Winning the remaining games, however, will not guarantee Chicago the conference title. The Maroons still need some assistance from Wash U.

“A fairly simple set of circumstances” dictate whether the Maroons will finish atop the UAA, third-year Tommy Sotos noted. “If both we and Wash U sweep our road games at Rochester and Emory, then we have a great shot at winning the conference. Short of that, it’s going to be one hell of a tough road, and we’ll need a little help along the way. But as long as we run the table from here out, we certainly have a shot.”

This weekend will be the second time Chicago plays Rochester and Emory this year. At home this January, the Maroons beat Rochester 79–73 and lost to Emory 78–70. Chicago capitalized on strong shooting against the Yellowjackets by netting 63 percent of their shots, while the loss to Emory came at the hands of 46 percent shooting from the field and 15 turnovers. The two games have thus far proved to be a microcosm of the team’s season.

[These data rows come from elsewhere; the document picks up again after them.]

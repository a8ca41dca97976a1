//! # Custody Subcommand
//!
//! Computes the garde à vue clock for a detention start, using the same
//! deadline tracker as the API.

use anyhow::{Context, Result};
use clap::Args;

use docket_core::Timestamp;
use docket_state::{remaining_custody, CustodyClock, CustodyRecord};

use crate::EXIT_OK;

/// Arguments for `docket custody`.
#[derive(Args, Debug)]
pub struct CustodyArgs {
    /// Custody start, RFC 3339 (e.g. 2026-05-04T22:00:00Z).
    #[arg(long)]
    pub start: String,

    /// The measure was renewed once (96h ceiling).
    #[arg(long)]
    pub extended: bool,

    /// Evaluate at this instant instead of now.
    #[arg(long)]
    pub now: Option<String>,

    /// Emit JSON instead of a summary line.
    #[arg(long)]
    pub json: bool,
}

/// Compute the clock from raw arguments.
pub fn compute(start: &str, extended: bool, now: Option<&str>) -> Result<CustodyClock> {
    let custody_start = Timestamp::parse(start).context("invalid --start")?;
    let now = match now {
        Some(raw) => Timestamp::parse(raw).context("invalid --now")?,
        None => Timestamp::now(),
    };
    let record = CustodyRecord {
        custody_start,
        extended,
    };
    Ok(remaining_custody(&record, now))
}

/// One-line human summary.
pub fn summarize(clock: &CustodyClock) -> String {
    let remaining = clock.remaining_seconds;
    let sign = if remaining < 0 { "-" } else { "" };
    let abs = remaining.unsigned_abs();
    format!(
        "{level}: {sign}{h}h{m:02}m remaining of {ceiling}h (deadline {deadline})",
        level = clock.level.as_str().to_uppercase(),
        h = abs / 3600,
        m = (abs % 3600) / 60,
        ceiling = clock.ceiling_hours,
        deadline = clock.deadline,
    )
}

/// Execute `docket custody`.
pub fn run_custody(args: &CustodyArgs) -> Result<u8> {
    let clock = compute(&args.start, args.extended, args.now.as_deref())?;
    if args.json {
        println!(
            "{}",
            serde_json::to_string_pretty(&clock).context("serializing custody clock")?
        );
    } else {
        println!("{}", summarize(&clock));
    }
    Ok(EXIT_OK)
}
//! # Cross-Crate Flows
//!
//! Drives the orchestration layer over the in-memory repository with a
//! controlled clock: a case from complaint to closure, the hearing ledger it
//! leaves behind, the events it emits, and the CLI authorizer agreeing with
//! what the orchestration refuses.

use chrono::Duration;

use docket_api::events::Outbox;
use docket_api::orchestration::{
    execute_transition, file_case, CaseNumberAllocator, HearingDetails, TransitionCommand,
    TransitionContext, WorkflowError,
};
use docket_api::repository::{CaseFile, CaseRepository, InMemoryCaseRepository};
use docket_cli::check::decide;
use docket_cli::{EXIT_FORBIDDEN, EXIT_INVALID_TRANSITION};
use docket_core::{ActorId, ActorRef, CaseId, Role, Timestamp};
use docket_ledger::{calendar, HearingKind, HearingOutcome};
use docket_state::{custody_watchlist, AuthError, CaseAction, CaseState, UrgencyLevel};

struct Court {
    repo: InMemoryCaseRepository,
    outbox: Outbox,
    numbers: CaseNumberAllocator,
}

impl Court {
    fn new() -> Self {
        Self {
            repo: InMemoryCaseRepository::new(),
            outbox: Outbox::new(),
            numbers: CaseNumberAllocator::new(),
        }
    }

    fn ctx(&self) -> TransitionContext<'_> {
        TransitionContext {
            outbox: &self.outbox,
            case_numbers: &self.numbers,
        }
    }

    fn file(&self, role: Role, offence: &str, now: Timestamp) -> CaseFile {
        file_case(&self.repo, &actor(role), offence, now).unwrap()
    }

    fn try_step(
        &self,
        role: Role,
        id: CaseId,
        command: TransitionCommand,
        now: Timestamp,
    ) -> Result<CaseFile, WorkflowError> {
        execute_transition(&self.repo, self.ctx(), &actor(role), id, &command, now)
    }

    fn step(&self, role: Role, id: CaseId, action: CaseAction, now: Timestamp) -> CaseFile {
        let version = self.repo.get(id).unwrap().version;
        self.try_step(role, id, TransitionCommand::new(action, version), now)
            .unwrap_or_else(|e| panic!("{role} {action}: {e}"))
    }

    fn hearing_step(
        &self,
        role: Role,
        id: CaseId,
        action: CaseAction,
        at: Timestamp,
        room: Option<&str>,
        now: Timestamp,
    ) -> CaseFile {
        let version = self.repo.get(id).unwrap().version;
        let mut command = TransitionCommand::new(action, version);
        command.hearing = Some(HearingDetails {
            scheduled_at: Some(at),
            room: room.map(str::to_string),
        });
        self.try_step(role, id, command, now)
            .unwrap_or_else(|e| panic!("{role} {action}: {e}"))
    }

    fn enroll(&self, id: CaseId, now: Timestamp) -> CaseFile {
        let version = self.repo.get(id).unwrap().version;
        let mut command = TransitionCommand::new(CaseAction::Enroll, version);
        command.assigned_judge = Some(ActorId::new("juge-diallo").unwrap());
        self.try_step(Role::Clerk, id, command, now).unwrap()
    }
}

fn actor(role: Role) -> ActorRef {
    ActorRef::new(role, ActorId::new(format!("{role}-7")).unwrap())
}

fn t(raw: &str) -> Timestamp {
    Timestamp::parse(raw).unwrap()
}

/// Walk a case up to `ASSIGNED_TO_JUDGE`, one hour per step from `start`.
fn to_judge(court: &Court, id: CaseId, start: Timestamp) -> Timestamp {
    let mut now = start;
    for (role, action) in [
        (Role::Police, CaseAction::BeginInvestigation),
        (Role::Police, CaseAction::RequestVisa),
        (Role::Commissaire, CaseAction::GrantVisa),
        (Role::Prosecutor, CaseAction::OpenInstruction),
    ] {
        now = now.plus(Duration::hours(1));
        court.step(role, id, action, now);
    }
    now
}

#[test]
fn complaint_to_closure() {
    let court = Court::new();
    let filed_at = t("2026-01-05T08:00:00Z");
    let id = court.file(Role::Citizen, "abus de confiance", filed_at).id();

    // Investigation with a custody episode in the middle.
    court.step(Role::Police, id, CaseAction::BeginInvestigation, t("2026-01-05T09:00:00Z"));
    court.step(Role::Police, id, CaseAction::PlaceInCustody, t("2026-01-05T10:00:00Z"));
    court.step(Role::Commissaire, id, CaseAction::ExtendCustody, t("2026-01-06T20:00:00Z"));
    let released = court.step(Role::Commissaire, id, CaseAction::ReleaseCustody, t("2026-01-07T10:00:00Z"));
    assert!(released.case.custody().is_none());

    let mut now = t("2026-01-08T08:00:00Z");
    court.step(Role::Police, id, CaseAction::RequestVisa, now);
    court.step(Role::Commissaire, id, CaseAction::GrantVisa, now);
    court.step(Role::Prosecutor, id, CaseAction::OpenInstruction, now);
    let enrolled = court.enroll(id, now);
    assert_eq!(enrolled.case.case_number().unwrap().to_string(), "RG 2026/00001");

    // First hearing, adjourned once, then re-listed and judged.
    let first = t("2026-02-02T09:00:00Z");
    court.hearing_step(Role::Clerk, id, CaseAction::ScheduleHearing, first, Some("Salle 2"), now);
    now = first;
    let relisted = t("2026-03-02T09:00:00Z");
    court.hearing_step(Role::Judge, id, CaseAction::Adjourn, relisted, None, now);
    court.hearing_step(Role::Clerk, id, CaseAction::ScheduleHearing, relisted, Some("Salle 3"), now);
    now = relisted.plus(Duration::hours(3));
    court.step(Role::Judge, id, CaseAction::Complete, now);
    let closed = court.step(Role::Clerk, id, CaseAction::Close, now.plus(Duration::days(30)));

    assert_eq!(closed.case.status(), CaseState::Closed);
    assert!(closed.case.invariants_hold());
    assert_eq!(closed.version as usize, closed.case.transition_log().len() + 1);

    let ledger = &closed.hearings;
    ledger.verify_chain().unwrap();
    let shape: Vec<(HearingKind, HearingOutcome, &str)> = ledger
        .events()
        .iter()
        .map(|e| (e.kind, e.outcome, e.room.as_str()))
        .collect();
    assert_eq!(
        shape,
        vec![
            (HearingKind::FirstAppearance, HearingOutcome::Scheduled, "Salle 2"),
            (HearingKind::Adjournment, HearingOutcome::Adjourned, "Salle 2"),
            (HearingKind::Adjournment, HearingOutcome::Scheduled, "Salle 3"),
            (HearingKind::Verdict, HearingOutcome::Completed, "Salle 3"),
        ]
    );

    // One event per committed transition, in commit order.
    let events = court.outbox.drain(100);
    assert_eq!(events.len(), closed.case.transition_log().len());
    assert!(events.windows(2).all(|w| w[0].version + 1 == w[1].version));
    assert_eq!(events.last().unwrap().to, CaseState::Closed);
}

#[test]
fn dismissal_and_appeal_are_terminal() {
    let court = Court::new();
    let start = t("2026-04-01T08:00:00Z");

    let dismissed = court.file(Role::Police, "tapage nocturne", start).id();
    court.step(Role::Police, dismissed, CaseAction::BeginInvestigation, start);
    court.step(Role::Police, dismissed, CaseAction::RequestVisa, start);
    court.step(Role::Commissaire, dismissed, CaseAction::GrantVisa, start);
    let file = court.step(Role::Prosecutor, dismissed, CaseAction::Dismiss, start);
    assert_eq!(file.case.status(), CaseState::Dismissed);

    let appealed = court.file(Role::Citizen, "faux en écriture", start).id();
    let now = to_judge(&court, appealed, start);
    court.enroll(appealed, now);
    let hearing = now.plus(Duration::days(7));
    court.hearing_step(Role::Clerk, appealed, CaseAction::ScheduleHearing, hearing, Some("Salle 1"), now);
    court.step(Role::Judge, appealed, CaseAction::Complete, hearing);
    let file = court.step(Role::Lawyer, appealed, CaseAction::Appeal, hearing.plus(Duration::days(2)));
    assert_eq!(file.case.status(), CaseState::Appealed);

    for id in [dismissed, appealed] {
        let version = court.repo.get(id).unwrap().version;
        let err = court
            .try_step(Role::Clerk, id, TransitionCommand::new(CaseAction::Close, version), start)
            .unwrap_err();
        assert_eq!(err.outcome_label(), "invalid_transition");
    }
}

#[test]
fn visa_rejection_loops_back_to_investigation() {
    let court = Court::new();
    let now = t("2026-04-01T08:00:00Z");
    let id = court.file(Role::Police, "recel", now).id();
    court.step(Role::Police, id, CaseAction::BeginInvestigation, now);
    court.step(Role::Police, id, CaseAction::RequestVisa, now);
    let back = court.step(Role::Commissaire, id, CaseAction::RejectVisa, now);
    assert_eq!(back.case.status(), CaseState::UnderInvestigation);
    court.step(Role::Police, id, CaseAction::RequestVisa, now);
    court.step(Role::Commissaire, id, CaseAction::GrantVisa, now);
    let returned = court.step(Role::Prosecutor, id, CaseAction::ReturnForMoreInvestigation, now);
    assert_eq!(returned.case.status(), CaseState::UnderInvestigation);
    assert_eq!(returned.version, 7);
}

#[test]
fn cli_check_agrees_with_orchestration_refusals() {
    let court = Court::new();
    let now = t("2026-04-01T08:00:00Z");
    let id = court.file(Role::Citizen, "vol simple", now).id();

    let err = court
        .try_step(Role::Judge, id, TransitionCommand::new(CaseAction::BeginInvestigation, 1), now)
        .unwrap_err();
    assert!(matches!(err, WorkflowError::Auth(AuthError::Forbidden { .. })));
    assert_eq!(
        decide(Role::Judge, CaseState::Submitted, CaseAction::BeginInvestigation).0,
        EXIT_FORBIDDEN
    );

    let err = court
        .try_step(Role::Clerk, id, TransitionCommand::new(CaseAction::Close, 1), now)
        .unwrap_err();
    assert!(matches!(err, WorkflowError::Auth(AuthError::InvalidTransition { .. })));
    assert_eq!(
        decide(Role::Clerk, CaseState::Submitted, CaseAction::Close).0,
        EXIT_INVALID_TRANSITION
    );
}

#[test]
fn watchlist_and_calendar_span_cases() {
    let court = Court::new();
    let start = t("2026-06-01T00:00:00Z");

    // Two detentions started twelve hours apart.
    let early = court.file(Role::Police, "vol à main armée", start).id();
    let late = court.file(Role::Police, "coups et blessures", start).id();
    court.step(Role::Police, early, CaseAction::BeginInvestigation, start);
    court.step(Role::Police, early, CaseAction::PlaceInCustody, start);
    court.step(Role::Police, late, CaseAction::BeginInvestigation, start);
    court.step(Role::Police, late, CaseAction::PlaceInCustody, start.plus(Duration::hours(12)));

    let now = start.plus(Duration::hours(40));
    let files = court.repo.list();
    let watchlist = custody_watchlist(files.iter().map(|f| &f.case), now);
    let order: Vec<CaseId> = watchlist.iter().map(|e| e.case_id).collect();
    assert_eq!(order, vec![early, late]);
    assert_eq!(watchlist[0].clock.remaining_hours(), 8);
    assert_eq!(watchlist[0].clock.level, UrgencyLevel::Warning);
    assert_eq!(watchlist[1].clock.level, UrgencyLevel::Normal);

    // Hearings in two cases, one outside the window.
    let a = court.file(Role::Citizen, "escroquerie", start).id();
    let b = court.file(Role::Citizen, "abus de biens sociaux", start).id();
    for id in [a, b] {
        let now = to_judge(&court, id, start);
        court.enroll(id, now);
    }
    let now = start.plus(Duration::hours(6));
    court.hearing_step(Role::Clerk, a, CaseAction::ScheduleHearing, t("2026-06-20T09:00:00Z"), Some("Salle 1"), now);
    court.hearing_step(Role::Clerk, b, CaseAction::ScheduleHearing, t("2026-06-10T09:00:00Z"), Some("Salle 4"), now);

    let files = court.repo.list();
    let events = calendar(
        files.iter().map(|f| &f.hearings),
        t("2026-06-01T00:00:00Z"),
        t("2026-06-15T00:00:00Z"),
    );
    assert_eq!(events.len(), 1);
    assert_eq!(events[0].case_id, b);

    let events = calendar(
        files.iter().map(|f| &f.hearings),
        t("2026-06-01T00:00:00Z"),
        t("2026-07-01T00:00:00Z"),
    );
    let rooms: Vec<&str> = events.iter().map(|e| e.room.as_str()).collect();
    assert_eq!(rooms, vec!["Salle 4", "Salle 1"]);
}
//! # Middleware Stack
//!
//! Tower middleware for the API layer:
//! - [`metrics`]: in-process request and error counters.
//!
//! Request tracing uses `tower_http::trace::TraceLayer` directly.

pub mod metrics;
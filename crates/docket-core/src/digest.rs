//! # Content Digests
//!
//! SHA-256 digests over [`CanonicalBytes`]. Used by the hearing ledger to
//! chain each event to its predecessor.

use serde::{Deserialize, Serialize};
use sha2::{Digest, Sha256};

use crate::canonical::CanonicalBytes;

/// Hash recorded as the predecessor of the first event in any chain.
pub const GENESIS_HASH: &str = "0000000000000000000000000000000000000000000000000000000000000000";

/// A SHA-256 content digest.
#[derive(Debug, Clone, Copy, PartialEq, Eq, Hash, Serialize, Deserialize)]
pub struct ContentDigest([u8; 32]);

impl ContentDigest {
    /// Wrap raw digest bytes.
    pub fn from_bytes(bytes: [u8; 32]) -> Self {
        Self(bytes)
    }

    /// The raw 32-byte digest value.
    pub fn as_bytes(&self) -> &[u8; 32] {
        &self.0
    }

    /// Render the digest as a lowercase hex string.
    pub fn to_hex(&self) -> String {
        self.0.iter().map(|b| format!("{b:02x}")).collect()
    }
}

impl std::fmt::Display for ContentDigest {
    fn fmt(&self, f: &mut std::fmt::Formatter<'_>) -> std::fmt::Result {
        write!(f, "sha256:{}", self.to_hex())
    }
}

/// Compute a SHA-256 digest from canonical bytes.
///
/// Accepts only `&CanonicalBytes`, never raw `&[u8]`, so every digest in the
/// workspace is computed over the canonical encoding.
pub fn sha256_digest(data: &CanonicalBytes) -> ContentDigest {
    let hash = Sha256::digest(data.as_bytes());
    let mut bytes = [0u8; 32];
    bytes.copy_from_slice(&hash);
    ContentDigest(bytes)
}

/// Compute a SHA-256 digest from canonical bytes, rendered as hex.
pub fn sha256_hex(data: &CanonicalBytes) -> String {
    sha256_digest(data).to_hex()
}
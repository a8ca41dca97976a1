//! # Domain Identity Newtypes
//!
//! Newtype wrappers for the identifiers that flow through the case
//! lifecycle. You cannot pass an [`ActorId`] where a [`CaseId`] is expected,
//! and an RG [`CaseNumber`] is only constructible in its registry format.

use std::str::FromStr;

use serde::{Deserialize, Serialize};
use uuid::Uuid;

use crate::error::ValidationError;

/// Opaque identifier of a case (a citizen complaint and everything that
/// follows from it).
#[derive(Debug, Clone, Copy, PartialEq, Eq, PartialOrd, Ord, Hash, Serialize, Deserialize)]
#[serde(transparent)]
pub struct CaseId(Uuid);

impl CaseId {
    /// Generate a new random case identifier.
    pub fn new() -> Self {
        Self(Uuid::new_v4())
    }

    /// Create a case identifier from an existing UUID.
    pub fn from_uuid(id: Uuid) -> Self {
        Self(id)
    }

    /// Access the underlying UUID.
    pub fn as_uuid(&self) -> &Uuid {
        &self.0
    }
}

impl Default for CaseId {
    fn default() -> Self {
        Self::new()
    }
}

impl std::fmt::Display for CaseId {
    fn fmt(&self, f: &mut std::fmt::Formatter<'_>) -> std::fmt::Result {
        write!(f, "case:{}", self.0)
    }
}

/// Identifier of an actor as supplied by the auth context (badge number,
/// bar registration, registry login, ...).
///
/// Validated on construction: 1–128 characters, no `:` (the bearer token
/// separator), no surrounding whitespace.
#[derive(Debug, Clone, PartialEq, Eq, PartialOrd, Ord, Hash, Serialize, Deserialize)]
#[serde(try_from = "String", into = "String")]
pub struct ActorId(String);

impl ActorId {
    /// Maximum accepted length in characters.
    pub const MAX_LEN: usize = 128;

    /// Create a validated actor identifier.
    ///
    /// # Errors
    ///
    /// Returns [`ValidationError::InvalidActorId`] for empty, oversized, or
    /// `:`-containing input.
    pub fn new(s: impl Into<String>) -> Result<Self, ValidationError> {
        let s = s.into();
        let trimmed = s.trim();
        if trimmed.is_empty() || trimmed.chars().count() > Self::MAX_LEN || trimmed.contains(':') {
            return Err(ValidationError::InvalidActorId(s));
        }
        Ok(Self(trimmed.to_string()))
    }

    /// The built-in administrator identity used when auth is disabled.
    pub fn admin() -> Self {
        Self("admin".to_string())
    }

    /// Return the identifier as a string slice.
    pub fn as_str(&self) -> &str {
        &self.0
    }
}

impl TryFrom<String> for ActorId {
    type Error = ValidationError;

    fn try_from(s: String) -> Result<Self, Self::Error> {
        Self::new(s)
    }
}

impl From<ActorId> for String {
    fn from(id: ActorId) -> Self {
        id.0
    }
}

impl std::fmt::Display for ActorId {
    fn fmt(&self, f: &mut std::fmt::Formatter<'_>) -> std::fmt::Result {
        f.write_str(&self.0)
    }
}

/// Court registry number (numéro RG) assigned when a case is enrolled.
///
/// Rendered as `RG <year>/<sequence>` with a zero-padded five-digit
/// sequence, e.g. `RG 2026/00042`.
#[derive(Debug, Clone, Copy, PartialEq, Eq, PartialOrd, Ord, Hash, Serialize, Deserialize)]
#[serde(try_from = "String", into = "String")]
pub struct CaseNumber {
    year: i32,
    sequence: u32,
}

impl CaseNumber {
    /// Largest sequence representable in the five-digit registry format.
    pub const MAX_SEQUENCE: u32 = 99_999;

    /// Build an RG number from its parts.
    ///
    /// # Errors
    ///
    /// Returns [`ValidationError::InvalidCaseNumber`] when the sequence is
    /// zero or exceeds [`Self::MAX_SEQUENCE`], or the year is outside
    /// 1900–9999.
    pub fn new(year: i32, sequence: u32) -> Result<Self, ValidationError> {
        if !(1900..=9999).contains(&year) || sequence == 0 || sequence > Self::MAX_SEQUENCE {
            return Err(ValidationError::InvalidCaseNumber(format!(
                "RG {year}/{sequence:05}"
            )));
        }
        Ok(Self { year, sequence })
    }

    /// Registry year.
    pub fn year(&self) -> i32 {
        self.year
    }

    /// Sequence within the registry year.
    pub fn sequence(&self) -> u32 {
        self.sequence
    }
}

impl std::fmt::Display for CaseNumber {
    fn fmt(&self, f: &mut std::fmt::Formatter<'_>) -> std::fmt::Result {
        write!(f, "RG {}/{:05}", self.year, self.sequence)
    }
}

impl FromStr for CaseNumber {
    type Err = ValidationError;

    fn from_str(s: &str) -> Result<Self, Self::Err> {
        let invalid = || ValidationError::InvalidCaseNumber(s.to_string());
        let rest = s.strip_prefix("RG ").ok_or_else(invalid)?;
        let (year, seq) = rest.split_once('/').ok_or_else(invalid)?;
        if year.len() != 4 || seq.len() != 5 {
            return Err(invalid());
        }
        let year: i32 = year.parse().map_err(|_| invalid())?;
        let sequence: u32 = seq.parse().map_err(|_| invalid())?;
        Self::new(year, sequence).map_err(|_| invalid())
    }
}

impl TryFrom<String> for CaseNumber {
    type Error = ValidationError;

    fn try_from(s: String) -> Result<Self, Self::Error> {
        s.parse()
    }
}

impl From<CaseNumber> for String {
    fn from(n: CaseNumber) -> Self {
        n.to_string()
    }
}
//! # Domain Event Outbox
//!
//! Committed transitions are announced as [`CaseTransitioned`] events on an
//! in-process outbox. Delivery (push, SMS, mail) is somebody else's job: a
//! notifier drains the outbox through `GET /v1/events`.

use std::collections::VecDeque;
use std::sync::Arc;

use parking_lot::Mutex;
use serde::Serialize;
use utoipa::ToSchema;

use docket_core::{ActorRef, CaseId, Timestamp};
use docket_state::{CaseAction, CaseState};

/// A committed status change.
#[derive(Debug, Clone, PartialEq, Eq, Serialize, ToSchema)]
pub struct CaseTransitioned {
    #[schema(value_type = String)]
    pub case_id: CaseId,
    #[schema(value_type = String)]
    pub from: CaseState,
    #[schema(value_type = String)]
    pub to: CaseState,
    #[schema(value_type = String)]
    pub action: CaseAction,
    #[schema(value_type = Object)]
    pub by: ActorRef,
    #[schema(value_type = String)]
    pub at: Timestamp,
    /// Case version after the commit.
    pub version: u64,
}

/// Default number of undelivered events kept before the oldest are dropped.
pub const DEFAULT_OUTBOX_CAPACITY: usize = 10_000;

/// Bounded FIFO of events waiting for the notifier.
///
/// When full, pushing evicts the oldest pending event and counts the loss in
/// `docket_outbox_dropped_total`.
#[derive(Debug, Clone)]
pub struct Outbox {
    inner: Arc<Mutex<OutboxInner>>,
    capacity: usize,
}

#[derive(Debug, Default)]
struct OutboxInner {
    queue: VecDeque<CaseTransitioned>,
    dropped: u64,
}

impl Outbox {
    /// Create an empty outbox with [`DEFAULT_OUTBOX_CAPACITY`].
    pub fn new() -> Self {
        Self::with_capacity(DEFAULT_OUTBOX_CAPACITY)
    }

    /// Create an empty outbox holding at most `capacity` events (minimum 1).
    pub fn with_capacity(capacity: usize) -> Self {
        Self {
            inner: Arc::new(Mutex::new(OutboxInner::default())),
            capacity: capacity.max(1),
        }
    }

    /// Enqueue an event, evicting the oldest one if the outbox is full.
    pub fn push(&self, event: CaseTransitioned) {
        let mut inner = self.inner.lock();
        if inner.queue.len() >= self.capacity {
            if let Some(evicted) = inner.queue.pop_front() {
                inner.dropped += 1;
                tracing::warn!(
                    case_id = %evicted.case_id,
                    version = evicted.version,
                    capacity = self.capacity,
                    "outbox full, dropping oldest event"
                );
                metrics::counter!("docket_outbox_dropped_total").increment(1);
            }
        }
        inner.queue.push_back(event);
    }

    /// Remove and return up to `max` events, oldest first.
    pub fn drain(&self, max: usize) -> Vec<CaseTransitioned> {
        let mut inner = self.inner.lock();
        let n = max.min(inner.queue.len());
        inner.queue.drain(..n).collect()
    }

    /// Number of pending events.
    pub fn len(&self) -> usize {
        self.inner.lock().queue.len()
    }

    /// Whether nothing is pending.
    pub fn is_empty(&self) -> bool {
        self.inner.lock().queue.is_empty()
    }

    /// Maximum number of pending events.
    pub fn capacity(&self) -> usize {
        self.capacity
    }

    /// Events evicted since creation because the outbox was full.
    pub fn dropped(&self) -> u64 {
        self.inner.lock().dropped
    }
}

impl Default for Outbox {
    fn default() -> Self {
        Self::new()
    }
}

“I think that turnovers and field goal percentage have been the story of our season,” Adams said. “In the games that we have taken care of the ball and shot it well, we have been very successful. However, we have struggled to find consistency in the turnover area during league play.”

Adams added that the return of third-year forward Steve Stefanou to the starting lineup has provided Chicago with a major boost in the key, easing pressure on the team’s shooters.

“The addition of Steve Stefanou back into the lineup has helped us to not be so reliant on the outside shot because of his ability to score inside,” he said.

A game into the season, Stefanou, an all-UAA player last year, sustained a broken foot in practiced. He missed eight weeks after undergoing surgery.

Stefanou, who has seen limited playing time since his return, expects to play nearly the whole full time this weekend.

“I was limited in playing time for the first few weekends, which was a precautionary measure by the team doctor and trainer,” Stefanou explained. “But now, I’m finally back to being near full strength now. Also, I’ve been putting in extra time to getting my stamina to the level it was before the injury.”

Stefanou also praised the work of second-year forward Matt MacKenzie, who filled in for him during his injury. They continue to split time.

“[MacKenzie’s] play has allowed me to conservatively come back from the injury and not rush back into anything, especially after I was initially feeling some pain and discomfort from my recovery from surgery.”

Ultimately, the team’s success this weekend will be determined by their ability to adapt to their opponents’ distinct styles of play.

“Rochester and Emory are two very different teams,” Adams said. “Rochester runs a lot of their offense through their point guard, John DiBartolomeo, so we have been working on different ways to contain him. Emory likes to play very up-tempo, which is different than most other teams in the UAA.”

Third-year guard Matt Johnson echoed Adams’s sentiments. Johnson has averaged nearly 15 points a game this season. He led the team against Rochester with 16 points but came up with only four points against Emory, shooting 0–9 from the field.

“Emory has a very unique style of play. They try to speed up the tempo and coax you into mistakes,” he said. “They guarded me very tightly, and when my first few shots didn’t drop I think I tried to force some plays. As a result, I wasn’t necessarily taking shots in rhythm or when I wanted to take them, and you will almost always shoot a lower percentage that way.”

The Maroons have much ground to make up in their hunt for a UAA title. Wins this weekend will be critical for keeping their chances alive.